-文献名-
Costanzo, Cari, and Abraham Verghese. “The physical examination as ritual: social sciences and embodiment in the context of the physical examination.” Medical Clinics 102.3 (2018): 425-431.
-要約-
Introduction:
検査技術の発達により、身体診察は軽視されている潮流にあり、診察時の見逃しによる不必要であった医療過誤に対するコストも指摘されている。身体診察は医師患者関係を維持するものとしての位置付けもあるが、これについての研究は乏しい。しかし患者の不満として「私の主治医は触ってすらくれなかった」と言った事はよく話題になる。
医学と社会科学における身体診察
2016年に身体診察と医師患者関係のレビュー文献があるが、その肯定的な評価については質的研究結果よりもむしろ持論を元にしたものが殆どであった。
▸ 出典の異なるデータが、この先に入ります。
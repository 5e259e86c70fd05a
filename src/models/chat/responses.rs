use super::entities::ChatMessage;
use serde::Serialize;
use ts_rs::TS;

#[derive(Debug, Serialize, TS)]
#[ts(export, export_to = "../frontend/src/types/generated/chat.ts")]
pub struct ChatHistoryResponse {
    pub items: Vec<ChatMessage>,
}

#[derive(Debug, Serialize, TS)]
#[ts(export, export_to = "../frontend/src/types/generated/chat.ts")]
pub struct SendChatResponse {
    pub user_message: ChatMessage,
    pub reply: ChatMessage,
}

#[derive(Debug, Serialize, TS)]
#[ts(export, export_to = "../frontend/src/types/generated/chat.ts")]
pub struct QuickAssistantResponse {
    pub reply: String,
}

#[derive(Debug, Serialize, TS)]
#[ts(export, export_to = "../frontend/src/types/generated/chat.ts")]
pub struct ClearHistoryResponse {
    pub deleted: u64,
}
use std::io::Cursor;

use docx_rs::{
    AlignmentType, Docx, Paragraph, Run, Style, StyleType, Table, TableCell, TableRow, WidthType,
};

use super::status_label;
use crate::errors::{Result, TeknofestError};
use crate::models::exports::TeamMember;
use crate::models::projects::Project;

const HEADING_1: &str = "Heading1";
const HEADING_2: &str = "Heading2";

fn base_document() -> Docx {
    Docx::new()
        .add_style(
            Style::new(HEADING_1, StyleType::Paragraph)
                .name("Heading 1")
                .size(32)
                .bold(),
        )
        .add_style(
            Style::new(HEADING_2, StyleType::Paragraph)
                .name("Heading 2")
                .size(26)
                .bold(),
        )
}

fn empty_line() -> Paragraph {
    Paragraph::new()
}

fn labelled(label: &str, value: &str) -> Paragraph {
    Paragraph::new()
        .add_run(Run::new().add_text(label).bold())
        .add_run(Run::new().add_text(value))
}

fn cell(text: &str, bold: bool) -> TableCell {
    let run = Run::new().add_text(text);
    let run = if bold { run.bold() } else { run };
    TableCell::new().add_paragraph(Paragraph::new().add_run(run))
}

fn pack(docx: Docx) -> Result<Vec<u8>> {
    let mut buffer = Cursor::new(Vec::new());
    docx.build()
        .pack(&mut buffer)
        .map_err(|e| TeknofestError::document_generation(format!("DOCX oluşturulamadı: {e}")))?;
    Ok(buffer.into_inner())
}

pub fn team_file(team_name: &str, team_description: &str, members: &[TeamMember]) -> Result<Vec<u8>> {
    let header = TableRow::new(vec![
        cell("Ad Soyad", true),
        cell("Görev", true),
        cell("Sınıf", true),
    ]);
    let rows = std::iter::once(header)
        .chain(members.iter().map(|m| {
            TableRow::new(vec![
                cell(&m.name, false),
                cell(&m.role, false),
                cell(&m.class, false),
            ])
        }))
        .collect::<Vec<_>>();

    let docx = base_document()
        .add_paragraph(
            Paragraph::new()
                .add_run(Run::new().add_text("TAKIM TANITIM DOSYASI"))
                .style(HEADING_1)
                .align(AlignmentType::Center),
        )
        .add_paragraph(empty_line())
        .add_paragraph(labelled("Takım İsmi: ", team_name))
        .add_paragraph(empty_line())
        .add_paragraph(labelled("Takım Açıklaması: ", team_description))
        .add_paragraph(empty_line())
        .add_paragraph(
            Paragraph::new()
                .add_run(Run::new().add_text("Takım Üyeleri"))
                .style(HEADING_2),
        )
        .add_table(Table::new(rows).width(5000, WidthType::Pct));

    pack(docx)
}

pub fn project_report(project: &Project) -> Result<Vec<u8>> {
    let mut docx = base_document()
        .add_paragraph(
            Paragraph::new()
                .add_run(Run::new().add_text(&project.title))
                .style(HEADING_1)
                .align(AlignmentType::Center),
        )
        .add_paragraph(empty_line())
        .add_paragraph(labelled("Öğrenci: ", &project.student_username))
        .add_paragraph(labelled("Durum: ", status_label(project.status)))
        .add_paragraph(labelled(
            "Son Güncelleme: ",
            &project.updated_at.format("%d.%m.%Y %H:%M").to_string(),
        ))
        .add_paragraph(empty_line());

    // 每行正文一个段落，保留空行
    for line in project.description.lines() {
        docx = docx.add_paragraph(Paragraph::new().add_run(Run::new().add_text(line)));
    }

    pack(docx)
}

#[cfg(test)]
mod tests {
    use super::*;
    use crate::models::projects::ProjectStatus;
    use std::io::Read;

    fn document_xml(bytes: &[u8]) -> String {
        let mut archive = zip::ZipArchive::new(Cursor::new(bytes)).unwrap();
        let mut xml = String::new();
        archive
            .by_name("word/document.xml")
            .unwrap()
            .read_to_string(&mut xml)
            .unwrap();
        xml
    }

    #[test]
    fn team_file_is_a_zip_with_table() {
        let members = vec![TeamMember {
            name: "Ayşe".into(),
            role: "Yazılım".into(),
            class: "10-A".into(),
        }];
        let bytes = team_file("Kaçkar", "Sel erken uyarı", &members).unwrap();
        assert!(bytes.starts_with(b"PK\x03\x04"));

        let xml = document_xml(&bytes);
        assert!(xml.contains("TAKIM TANITIM DOSYASI"));
        assert!(xml.contains("Takım İsmi: "));
        assert!(xml.contains("Ad Soyad"));
        assert!(xml.contains("Ayşe"));
        assert!(xml.contains("w:tbl"));
    }

    #[test]
    fn project_report_contains_description_lines() {
        let now = chrono::Utc::now();
        let project = Project {
            id: 3,
            student_username: "ali".into(),
            title: "Akıllı Çay Bahçesi".into(),
            description: "PROBLEM\nToprak nemi ölçülmüyor.".into(),
            status: ProjectStatus::Submitted,
            created_at: now,
            updated_at: now,
        };
        let xml = document_xml(&project_report(&project).unwrap());
        assert!(xml.contains("Akıllı Çay Bahçesi"));
        assert!(xml.contains("Toprak nemi ölçülmüyor."));
        assert!(xml.contains("Öğretmene Gönderildi"));
    }
}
またエスノグラフィーによる報告では、身体診察はむしろ侵襲的であるという否定的な評価であった。
Embodiment:
身体とは、mind/bodyの2つから成り立つのではなく、歴史・文化・政治的力も不可分であるという考え方。個人の歴史だけではなく、社会や政治背景が身体的な差異に対してプラスやマイナスの評価を与え位置付けている事も含まれる(例:植民地政策における皮膚の色によるヒエラルキー)。
儀式としての身体診察
筆者の考える儀式性)
a.特異で象徴的な場所で身体診察は行われる(診察室は非日常的な空間である)
b.聴診器や打腱器など象徴的な道具が用いられる
c.上記場所や道具を用いた独自性や実践は、普遍的である
衣服を脱いだり、触ったりすることを許容することは、患者本人が脆弱性を示す(患者役割を身にまといそれを保持したい事を暗に意味している)ことであり、臨床医が注意深く思いやりを持って身体診察に取り組むことが強く求められている。
プラセボ効果と身体診察
well-administered身体診察はinferior身体診察と比べて、患者の気持ちを安らかにさせて、神経生物学的効果が、研究されている。
診療の喜びと身体診察の意味
臨床医の燃え尽き予防として、身体診察のような医師患者関係を強めるプロセスになるような儀式を意識する事も1つであろう。